British Land is selling the stores to Realty Income Corporation for £429 million and said its share of the proceeds will be £193.5 million, representing a “modest premium” to the book value recorded in September last year.
It comes as part of wider plans to cut retail assets to around 30% to 35% of its portfolio, down from around half currently.
The group has already exchanged on or completed the sale of nearly £1 billion of retail assets since April last year and said it is focused on further sales of retail assets that are “not aligned to our strategy and continue to make good progress”.
It added: “We have a clear view of the value of our assets and despite the clear challenges currently in the retail market, we remain opportunistic and proactive.”

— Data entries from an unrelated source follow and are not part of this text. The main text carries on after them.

//! # cadstream_core - Assembly Engine Foundations
//!
//! Shared vocabulary of the assembly streaming engine:
//! - Node identifier schemes and engine keys
//! - Error taxonomy
//! - Bounding boxes and projected-size math
//! - Streaming configuration
//! - Tree lifecycle callbacks
//! - The rendering engine boundary and an in-memory engine
//!
//! ## Example
//!
//! ```ignore
//! use cadstream_core::prelude::*;
//!
//! let offset = NodeIdOffset::new(100);
//! let runtime = RuntimeNodeId::from_authored(AuthoredNodeId::new(5), offset).unwrap();
//! assert_eq!(runtime.raw(), 105);
//! ```

pub mod config;
pub mod engine;
pub mod error;
pub mod events;
pub mod id;
pub mod math;

pub use config::{BoundingPreviewMode, ConfigError, StreamingConfig};
pub use engine::{
    Attribute, AttributeKind, EngineAttachRequest, EngineAttachment, MemoryEngine, MemoryModel,
    ModelSource, ModelStream, ScEngine,
};
pub use error::{EngineError, LoadError, LoadResult, ParseError, TreeError, TreeResult};
pub use events::{CallbackManager, EventRecorder, LoadId, Priority, SubscriberId, TreeEvent};
pub use id::{
    AuthoredNodeId, DynamicIdGenerator, DynamicNodeId, InclusionKey, InstanceHandle, InstanceKey,
    MeshKey, ModelKey, NodeIdOffset, RuntimeNodeId,
};
pub use math::{matrix_from_array, matrix_to_array, BoundingBox, MatrixArray};

/// Prelude - commonly used types
pub mod prelude {
    pub use crate::config::{BoundingPreviewMode, StreamingConfig};
    pub use crate::engine::{EngineAttachRequest, EngineAttachment, MemoryEngine, ModelSource, ScEngine};
    pub use crate::error::{EngineError, LoadError, ParseError, TreeError};
    pub use crate::events::{CallbackManager, TreeEvent};
    pub use crate::id::{
        AuthoredNodeId, DynamicNodeId, InclusionKey, InstanceHandle, InstanceKey, MeshKey, ModelKey,
        NodeIdOffset, RuntimeNodeId,
    };
    pub use crate::math::BoundingBox;
}
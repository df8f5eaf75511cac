//! Tree loading
//!
//! A [`TreeLoader`] turns structure documents, SCS buffers and streamed
//! models into tree structure. Every load walks through the same phases:
//!
//! ```text
//! Idle -> Parsing -> Populating -> AttachingExternalModels -> Settling -> Idle
//! ```
//!
//! Loads are registered synchronously when requested, so
//! [`TreeLoader::cancel_pending_loads`] reaches a load before its future is
//! first polled. The tree lock is never held across an await; every step
//! re-checks the tree after suspending.

use crate::assembly::decode_assembly_data;
use crate::attacher::{AttachInfo, AttachRequest, AttachTicket, ScAttacher};
use crate::xml::parse_xml;
use async_trait::async_trait;
use cadstream_core::config::StreamingConfig;
use cadstream_core::engine::ModelSource;
use cadstream_core::error::{EngineError, LoadError, LoadResult, TreeError, TreeResult};
use cadstream_core::events::{CallbackManager, LoadId, TreeEvent};
use cadstream_core::id::{InclusionKey, InstanceHandle, RuntimeNodeId};
use cadstream_tasks::{CancelToken, LazyFuture};
use cadstream_tree::{
    AssemblyTree, ContextId, ExternalModelInfo, LoadStatus, LoadToken, Parent, ParsedAssembly,
    PendingExternalModel, ReifyReport, Reifier, ResolvedModel,
};
use futures_util::future::{self, BoxFuture, FutureExt};
use futures_util::StreamExt;
use glam::Mat4;
use parking_lot::{Mutex, RwLock};
use std::collections::BTreeMap;
use std::future::Future;
use std::path::{Path, PathBuf};
use std::sync::atomic::{AtomicBool, AtomicU64, Ordering};
use std::sync::Arc;
use tokio::sync::watch;
use tokio::task::JoinHandle;

// ============================================================================
// Public types
// ============================================================================

/// Phase of one load
#[derive(Clone, Copy, Debug, Default, PartialEq, Eq, Hash)]
pub enum LoadPhase {
    #[default]
    Idle,
    Parsing,
    Populating,
    AttachingExternalModels,
    Settling,
}

/// Maps external model names to attachable sources
#[async_trait]
pub trait ModelResolver: Send + Sync {
    /// Source of a model, `None` when it does not exist
    async fn resolve(&self, name: &str) -> LoadResult<Option<ModelSource>>;
}

/// Resolves every name to the engine model of the same name
#[derive(Clone, Copy, Debug, Default)]
pub struct NamedModelResolver;

#[async_trait]
impl ModelResolver for NamedModelResolver {
    async fn resolve(&self, name: &str) -> LoadResult<Option<ModelSource>> {
        Ok(Some(ModelSource::named(name)))
    }
}

/// Resolves names to SCS files below a directory
#[derive(Clone, Debug)]
pub struct DirectoryModelResolver {
    root: PathBuf,
    extension: Option<String>,
}

impl DirectoryModelResolver {
    /// Create a resolver reading `<root>/<name>`
    pub fn new(root: impl Into<PathBuf>) -> Self {
        Self {
            root: root.into(),
            extension: None,
        }
    }

    /// Append an extension to every name
    pub fn with_extension(mut self, extension: impl Into<String>) -> Self {
        self.extension = Some(extension.into());
        self
    }

    fn path_of(&self, name: &str) -> PathBuf {
        let path = self.root.join(name);
        match &self.extension {
            Some(extension) if path.extension().is_none() => path.with_extension(extension),
            _ => path,
        }
    }
}

#[async_trait]
impl ModelResolver for DirectoryModelResolver {
    async fn resolve(&self, name: &str) -> LoadResult<Option<ModelSource>> {
        let path = self.path_of(name);
        match tokio::fs::read(&path).await {
            Ok(bytes) => Ok(Some(ModelSource::buffer(bytes))),
            Err(e) if e.kind() == std::io::ErrorKind::NotFound => Ok(None),
            Err(e) => Err(LoadError::Io(format!("{}: {}", path.display(), e))),
        }
    }
}

/// Deferred attachment of one external model
///
/// Runs in the background; awaiting it is optional.
pub struct PendingAttachment {
    /// Placeholder the model attaches under
    pub node: Option<RuntimeNodeId>,
    pub name: String,
    handle: JoinHandle<LoadResult<Vec<RuntimeNodeId>>>,
}

impl PendingAttachment {
    /// Wait for the attachment, yielding the attached root nodes
    pub async fn wait(self) -> LoadResult<Vec<RuntimeNodeId>> {
        match self.handle.await {
            Ok(result) => result,
            Err(e) => {
                log::debug!("TreeLoader: attachment of '{}' aborted: {}", self.name, e);
                Err(LoadError::Cancelled)
            }
        }
    }

    pub fn is_finished(&self) -> bool {
        self.handle.is_finished()
    }
}

impl core::fmt::Debug for PendingAttachment {
    fn fmt(&self, f: &mut core::fmt::Formatter<'_>) -> core::fmt::Result {
        f.debug_struct("PendingAttachment")
            .field("node", &self.node)
            .field("name", &self.name)
            .field("finished", &self.is_finished())
            .finish()
    }
}

/// Result of a completed load
#[derive(Debug)]
pub struct LoadOutcome {
    pub load: LoadId,
    /// Load context holding everything the load created
    pub context: ContextId,
    /// Nodes registered directly below the target
    pub roots: Vec<RuntimeNodeId>,
    /// Tree nodes registered, attached models included
    pub nodes: usize,
    /// Attachments still running after the load resolved
    pub pending: Vec<PendingAttachment>,
}

impl LoadOutcome {
    /// Wait for every pending attachment
    ///
    /// Returns the attached roots; the first failure wins once all settle.
    pub async fn wait_for_pending(self) -> LoadResult<Vec<RuntimeNodeId>> {
        let results = future::join_all(self.pending.into_iter().map(PendingAttachment::wait)).await;
        let mut roots = Vec::new();
        let mut first_error = None;
        for result in results {
            match result {
                Ok(attached) => roots.extend(attached),
                Err(e) => {
                    first_error.get_or_insert(e);
                }
            }
        }
        match first_error {
            Some(e) => Err(e),
            None => Ok(roots),
        }
    }
}

// ============================================================================
// Shared state
// ============================================================================

#[derive(Clone, Copy, Debug, PartialEq, Eq)]
enum AttachMode {
    /// The load awaits its attachments
    Await,
    /// Attachments wait on the streaming cutoff in the background
    Defer,
}

struct LoadRecord {
    context: ContextId,
    phase: LoadPhase,
    cancel: CancelToken,
    name: String,
}

struct LoaderInner {
    tree: Arc<Mutex<AssemblyTree>>,
    attacher: ScAttacher,
    callbacks: Arc<CallbackManager>,
    config: StreamingConfig,
    resolver: RwLock<Arc<dyn ModelResolver>>,
    loads: Mutex<BTreeMap<LoadId, LoadRecord>>,
    next_load: AtomicU64,
    active: watch::Sender<usize>,
    structure_ready: AtomicBool,
}

#[derive(Default)]
struct Integrated {
    roots: Vec<RuntimeNodeId>,
    nodes: usize,
    pending: Vec<PendingAttachment>,
}

impl Integrated {
    fn absorb(&mut self, other: Integrated) {
        self.roots.extend(other.roots);
        self.nodes += other.nodes;
        self.pending.extend(other.pending);
    }
}

/// One model attaching into the tree
struct AttachJob {
    placeholder: Option<RuntimeNodeId>,
    name: String,
    attach_ctx: ContextId,
}

fn inclusion_key_of(tree: &AssemblyTree, node: RuntimeNodeId) -> Option<InclusionKey> {
    tree.owning_inclusion(node)
        .and_then(|c| tree.inclusion_context(c))
        .and_then(|c| c.inclusion_key)
}

/// Record an attach on its context and open the inclusion it reifies into
fn open_inclusion(
    tree: &mut AssemblyTree,
    attach_ctx: ContextId,
    info: &AttachInfo,
    parsed: Option<&ParsedAssembly>,
) -> TreeResult<ContextId> {
    let span = parsed.map_or(1, |p| p.id_span.max(1));
    {
        let attach = tree.attach_context_mut(attach_ctx)?;
        attach.master_model_key = info.model_key;
        if let (Some(original), Some(effective)) = (parsed.and_then(|p| p.source_model_key), info.model_key) {
            attach.remapper.remap_model(original, effective)?;
        }
    }
    let inclusion = tree.create_inclusion_context(attach_ctx, span)?;
    let context = tree.inclusion_context_mut(inclusion)?;
    context.inclusion_key = info.inclusion_key;
    context.model_key = info.model_key;
    Ok(inclusion)
}

// ============================================================================
// Per-load scope
// ============================================================================

#[derive(Clone)]
struct LoadScope {
    inner: Arc<LoaderInner>,
    load: LoadId,
    context: ContextId,
    name: String,
    cancel: CancelToken,
    mode: AttachMode,
}

/// Keeps a load registered until its future settles or is dropped
struct LoadGuard {
    scope: LoadScope,
    token: LoadToken,
    keep_context: bool,
}

impl LoadGuard {
    fn settle(mut self, result: LoadResult<LoadOutcome>) -> LoadResult<LoadOutcome> {
        let scope = &self.scope;
        let result = match result {
            Err(e) if scope.cancel.is_cancelled() && !e.is_cancelled() => {
                log::debug!("TreeLoader: load {} failed after cancellation: {}", scope.load.0, e);
                Err(LoadError::Cancelled)
            }
            other => other,
        };

        match &result {
            Ok(outcome) => log::info!(
                "TreeLoader: load {} of '{}' finished: {} node(s), {} pending attachment(s)",
                scope.load.0,
                scope.name,
                outcome.nodes,
                outcome.pending.len()
            ),
            Err(e) if e.is_cancelled() => {
                log::debug!("TreeLoader: load {} of '{}' cancelled", scope.load.0, scope.name)
            }
            Err(e) => {
                log::error!("TreeLoader: load {} of '{}' failed: {}", scope.load.0, scope.name, e);
                scope.inner.callbacks.trigger(TreeEvent::ModelLoadFailure {
                    model_name: scope.name.clone(),
                    reason: e.to_string(),
                });
            }
        }
        // Deferred attachments still resolve through the load context
        self.keep_context = matches!(&result, Ok(outcome) if !outcome.pending.is_empty());
        result
    }
}
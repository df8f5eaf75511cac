//! Node visibility and placement
//!
//! Branch visibility is cached per node. Any change below a node clears the
//! caches of its ancestors, including every occurrence referencing a
//! prototype on the way up.

use crate::arena::EntryKey;
use crate::context::ContextKind;
use crate::node::TreeNode;
use crate::tree::{AssemblyTree, Entry};
use crate::visibility::BranchVisibility;
use cadstream_core::error::{TreeError, TreeResult};
use cadstream_core::id::{InstanceHandle, RuntimeNodeId};
use cadstream_core::math::BoundingBox;
use glam::Mat4;

impl AssemblyTree {
    // ========================================================================
    // Branch visibility cache
    // ========================================================================

    /// Clear cached branch visibility above an entry
    pub(crate) fn invalidate_ancestors(&self, key: EntryKey) {
        self.invalidate_upward(self.entries.get(key).and_then(Entry::parent));
    }

    /// Clear cached branch visibility of an entry and its ancestors
    ///
    /// A context entry forwards to whatever sits above it; a prototype
    /// context forwards to every referrer.
    pub(crate) fn invalidate_branch(&self, key: EntryKey) {
        match self.entries.get(key) {
            Some(Entry::Node(node)) => {
                node.invalidate_branch_visibility();
                self.invalidate_ancestors(key);
            }
            Some(Entry::Context(_)) => self.invalidate_upward(Some(key)),
            None => {}
        }
    }

    fn invalidate_upward(&self, from: Option<EntryKey>) {
        let mut pending: Vec<EntryKey> = from.into_iter().collect();
        while let Some(start) = pending.pop() {
            let mut current = Some(start);
            while let Some(key) = current {
                match self.entries.get(key) {
                    Some(Entry::Node(node)) => {
                        // Stale already means every ancestor is stale too
                        if !node.invalidate_branch_visibility() {
                            break;
                        }
                        current = node.parent;
                    }
                    Some(Entry::Context(context)) => {
                        if let ContextKind::Prototype(p) = &context.kind {
                            pending.extend(p.referrers.iter().filter_map(|r| self.nodes.get(r)).copied());
                            break;
                        }
                        current = context.parent;
                    }
                    None => break,
                }
            }
        }
    }

    fn branch_visibility_at(&self, key: EntryKey) -> BranchVisibility {
        let Some(node) = self.node_at(key) else {
            return BranchVisibility::Shown;
        };
        if let Some(cached) = node.cached_branch_visibility() {
            return cached;
        }

        let result = if !node.is_shown() {
            BranchVisibility::Hidden
        } else {
            let children = self.public_child_ids(key);
            BranchVisibility::reduce(
                children
                    .iter()
                    .filter_map(|child| self.nodes.get(child))
                    .map(|child| self.branch_visibility_at(*child)),
            )
            .unwrap_or(BranchVisibility::Shown)
        };
        node.cache_branch_visibility(result);
        result
    }

    /// Aggregate visibility of a node's subtree
    ///
    /// A hidden node is `Hidden`; a shown leaf is `Shown`; otherwise the
    /// children's branches are reduced, `Mixed` when they disagree.
    pub fn branch_visibility(&self, id: RuntimeNodeId) -> Option<BranchVisibility> {
        let key = *self.nodes.get(&id)?;
        Some(self.branch_visibility_at(key))
    }

    // ========================================================================
    // Visibility
    // ========================================================================

    /// Show or hide a node; returns true if its state changed
    pub fn set_node_visibility(&mut self, id: RuntimeNodeId, shown: bool) -> TreeResult<bool> {
        let changed = self.node_mut(id)?.set_shown(shown);
        if changed {
            let key = self.key_of(id)?;
            self.invalidate_ancestors(key);
        }
        Ok(changed)
    }

    /// Restore the authored visibility of a node and its descendants
    ///
    /// Returns the nodes whose visibility changed.
    pub fn reset_node_visibility(&mut self, id: RuntimeNodeId) -> TreeResult<Vec<RuntimeNodeId>> {
        self.key_of(id)?;
        let mut subtree = vec![id];
        subtree.extend(self.descendants(id));

        let mut changed = Vec::new();
        for node_id in subtree {
            let Ok(node) = self.node_mut(node_id) else {
                continue;
            };
            let initial = node.is_initially_shown();
            if node.set_shown(initial) {
                changed.push(node_id);
            }
        }
        for node_id in &changed {
            if let Ok(key) = self.key_of(*node_id) {
                self.invalidate_ancestors(key);
            }
        }
        Ok(changed)
    }

    /// Current visibility flag of a node
    pub fn is_node_shown(&self, id: RuntimeNodeId) -> Option<bool> {
        self.lookup_any_tree_node(id).map(TreeNode::is_shown)
    }

    /// Check if a node and all of its ancestors are shown
    pub fn is_effectively_shown(&self, id: RuntimeNodeId) -> bool {
        self.is_node_shown(id) == Some(true)
            && self
                .ancestors(id)
                .into_iter()
                .all(|a| self.is_node_shown(a) != Some(false))
    }

    // ========================================================================
    // Placement
    // ========================================================================

    /// Override the local matrix of a node
    pub fn set_node_matrix(&mut self, id: RuntimeNodeId, matrix: Mat4) -> TreeResult<()> {
        self.node_mut(id)?.set_matrix_override(Some(matrix));
        Ok(())
    }

    /// Drop a matrix override, restoring the authored matrix
    pub fn reset_node_matrix(&mut self, id: RuntimeNodeId) -> TreeResult<()> {
        self.node_mut(id)?.set_matrix_override(None);
        Ok(())
    }

    /// Current local matrix of a node
    pub fn node_matrix(&self, id: RuntimeNodeId) -> Option<Mat4> {
        self.lookup_any_tree_node(id).map(TreeNode::matrix)
    }

    /// Local matrix composed with every ancestor's
    pub fn net_matrix(&self, id: RuntimeNodeId) -> Option<Mat4> {
        let mut matrix = self.node_matrix(id)?;
        for ancestor in self.ancestors(id) {
            if let Some(parent) = self.node_matrix(ancestor) {
                matrix = parent * matrix;
            }
        }
        Some(matrix)
    }

    /// Bounds of a node in world space
    pub fn world_bounds(&self, id: RuntimeNodeId) -> Option<BoundingBox> {
        let node = self.lookup_any_tree_node(id)?;
        let bounds = node.bounds()?;
        let parent = self
            .parent(id)
            .and_then(|p| self.net_matrix(p))
            .unwrap_or(Mat4::IDENTITY);
        Some(bounds.transform(&(parent * node.matrix())))
    }

    // ========================================================================
    // Engine instances
    // ========================================================================

    fn visit_bodies(
        &self,
        id: RuntimeNodeId,
        shown: bool,
        parent_matrix: Mat4,
        visit: &mut dyn FnMut(&TreeNode, bool, Mat4),
    ) {
        let Some(node) = self.lookup_any_tree_node(id) else {
            return;
        };
        let shown = shown && node.is_shown();
        let matrix = parent_matrix * node.matrix();
        if node.kind().is_body() {
            visit(node, shown, matrix);
        }
        for child in self.children(id) {
            self.visit_bodies(child, shown, matrix, visit);
        }
    }

    fn visit_subtree_bodies(&self, id: RuntimeNodeId, visit: &mut dyn FnMut(&TreeNode, bool, Mat4)) {
        let parent = self.parent(id);
        let shown = parent.map_or(true, |p| self.is_effectively_shown(p));
        let matrix = parent
            .and_then(|p| self.net_matrix(p))
            .unwrap_or(Mat4::IDENTITY);
        self.visit_bodies(id, shown, matrix, visit);
    }

    /// Engine instances under a node with their effective visibility
    pub fn effective_instance_visibility(&self, id: RuntimeNodeId) -> Vec<(InstanceHandle, bool)> {
        let mut out = Vec::new();
        self.visit_subtree_bodies(id, &mut |node, shown, _| {
            out.extend(node.instances().iter().map(|i| (*i, shown)));
        });
        out
    }

    /// Engine instances under a node with their world matrix
    pub fn instance_matrices(&self, id: RuntimeNodeId) -> Vec<(InstanceHandle, Mat4)> {
        let mut out = Vec::new();
        self.visit_subtree_bodies(id, &mut |node, _, matrix| {
            out.extend(node.instances().iter().map(|i| (*i, matrix)));
        });
        out
    }

    /// Every engine instance under a node
    pub fn instances_under(&self, id: RuntimeNodeId) -> Vec<InstanceHandle> {
        self.effective_instance_visibility(id)
            .into_iter()
            .map(|(instance, _)| instance)
            .collect()
    }

    /// Check that a node id is live
    pub(crate) fn require_node(&self, id: RuntimeNodeId) -> TreeResult<()> {
        if self.contains_node(id) {
            Ok(())
        } else {
            Err(TreeError::UnknownNode(id))
        }
    }
}

#[cfg(test)]
mod tests {
    use crate::node::NodeKind;
    use crate::tree::{AssemblyTree, Parent};
    use crate::visibility::BranchVisibility;
    use cadstream_core::id::{InstanceHandle, InstanceKey, MeshKey, ModelKey};
    use glam::{Mat4, Vec3};

    fn build() -> (AssemblyTree, Vec<cadstream_core::id::RuntimeNodeId>) {
        let mut tree = AssemblyTree::new();
        let root = tree.root_id();
        let a = tree
            .create_node(root, NodeKind::ProductOccurrence, "a", Mat4::from_translation(Vec3::X), true)
            .unwrap();
        let b = tree
            .create_mesh_instance_node(
                a,
                "b",
                MeshKey(1),
                InstanceHandle::new(ModelKey(0), InstanceKey(1)),
                Mat4::from_translation(Vec3::Y),
                true,
            )
            .unwrap();
        let c = tree
            .create_mesh_instance_node(
                a,
                "c",
                MeshKey(2),
                InstanceHandle::new(ModelKey(0), InstanceKey(2)),
                Mat4::IDENTITY,
                true,
            )
            .unwrap();
        (tree, vec![root, a, b, c])
    }

    #[test]
    fn test_branch_visibility_tracks_changes() {
        let (mut tree, ids) = build();
        let (root, a, b) = (ids[0], ids[1], ids[2]);

        assert_eq!(tree.branch_visibility(root), Some(BranchVisibility::Shown));

        tree.set_node_visibility(b, false).unwrap();
        assert_eq!(tree.branch_visibility(a), Some(BranchVisibility::Mixed));
        assert_eq!(tree.branch_visibility(root), Some(BranchVisibility::Mixed));

        tree.set_node_visibility(a, false).unwrap();
        assert_eq!(tree.branch_visibility(root), Some(BranchVisibility::Hidden));

        tree.reset_node_visibility(root).unwrap();
        assert_eq!(tree.branch_visibility(root), Some(BranchVisibility::Shown));
    }

    #[test]
    fn test_set_visibility_reports_change() {
        let (mut tree, ids) = build();
        assert!(tree.set_node_visibility(ids[1], false).unwrap());
        assert!(!tree.set_node_visibility(ids[1], false).unwrap());
        assert!(!tree.is_effectively_shown(ids[2]));
    }

    #[test]
    fn test_new_child_invalidates_parent() {
        let (mut tree, ids) = build();
        let a = ids[1];
        tree.set_node_visibility(ids[2], false).unwrap();
        tree.set_node_visibility(ids[3], false).unwrap();
        assert_eq!(tree.branch_visibility(a), Some(BranchVisibility::Hidden));

        tree.create_node(a, NodeKind::ProductOccurrence, "d", Mat4::IDENTITY, true)
            .unwrap();
        assert_eq!(tree.branch_visibility(a), Some(BranchVisibility::Mixed));
    }

    #[test]
    fn test_net_matrix_composes() {
        let (mut tree, ids) = build();
        let b = ids[2];
        let net = tree.net_matrix(b).unwrap();
        assert_eq!(net.transform_point3(Vec3::ZERO), Vec3::new(1.0, 1.0, 0.0));

        tree.set_node_matrix(ids[1], Mat4::from_translation(Vec3::Z)).unwrap();
        let moved = tree.net_matrix(b).unwrap();
        assert_eq!(moved.transform_point3(Vec3::ZERO), Vec3::new(0.0, 1.0, 1.0));

        tree.reset_node_matrix(ids[1]).unwrap();
        assert_eq!(tree.net_matrix(b), Some(net));
    }

    #[test]
    fn test_effective_instance_visibility() {
        let (mut tree, ids) = build();
        tree.set_node_visibility(ids[3], false).unwrap();
        let vis = tree.effective_instance_visibility(ids[0]);
        assert_eq!(
            vis,
            vec![
                (InstanceHandle::new(ModelKey(0), InstanceKey(1)), true),
                (InstanceHandle::new(ModelKey(0), InstanceKey(2)), false),
            ]
        );

        let matrices = tree.instance_matrices(ids[2]);
        assert_eq!(matrices.len(), 1);
        assert_eq!(
            matrices[0].1.transform_point3(Vec3::ZERO),
            Vec3::new(1.0, 1.0, 0.0)
        );
    }

    #[test]
    fn test_prototype_change_reaches_every_referrer() {
        let mut tree = AssemblyTree::new();
        let load = tree.create_load_context(Parent::Node(tree.root_id())).unwrap();
        let inclusion = tree.create_inclusion_context(load, 10).unwrap();
        let a = tree
            .create_node(tree.root_id(), NodeKind::ProductOccurrence, "a", Mat4::IDENTITY, true)
            .unwrap();
        let b = tree
            .create_node(tree.root_id(), NodeKind::ProductOccurrence, "b", Mat4::IDENTITY, true)
            .unwrap();
        let proto = tree.create_prototype_context(inclusion, 1).unwrap();
        let id = tree.generate_dynamic_node_id().unwrap();
        let shared = tree
            .register_node(
                Parent::Context(proto),
                crate::node::TreeNode::new(
                    cadstream_core::id::RuntimeNodeId::from_dynamic(id).unwrap(),
                    NodeKind::ProductOccurrence,
                    "shared",
                ),
            )
            .unwrap();
        tree.add_prototype_referrer(proto, a).unwrap();
        tree.add_prototype_referrer(proto, b).unwrap();

        assert_eq!(tree.branch_visibility(a), Some(BranchVisibility::Shown));
        assert_eq!(tree.branch_visibility(b), Some(BranchVisibility::Shown));

        tree.set_node_visibility(shared, false).unwrap();
        assert_eq!(tree.branch_visibility(a), Some(BranchVisibility::Hidden));
        assert_eq!(tree.branch_visibility(b), Some(BranchVisibility::Hidden));
    }
}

The latest deal to offload retail assets will reduce its superstores exposure to around 1.3% of its portfolio, with six standalone stores remaining.
British Land will see net proceeds of around £95 million from the sale, after repayment of debt and fees.
British Land wants to reduce retail assets and focus the business on three areas - campus-focused London offices, a smaller, refocused retail business and residential, largely in the build to rent sector.
Its recent retail sales include the sale of Debenhams in Clapham and the Spirit pubs portfolio.
British Land’s rental income took a hit last year on account of a string of failures in the retail industry.
Its retail portfolio also includes Sheffield’s Meadowhall shopping centre as well as several major London developments.
The retail sector has been hit by a number of high-profile administrations recently, with embattled department store Debenhams placed into a pre-pack administration earlier this month.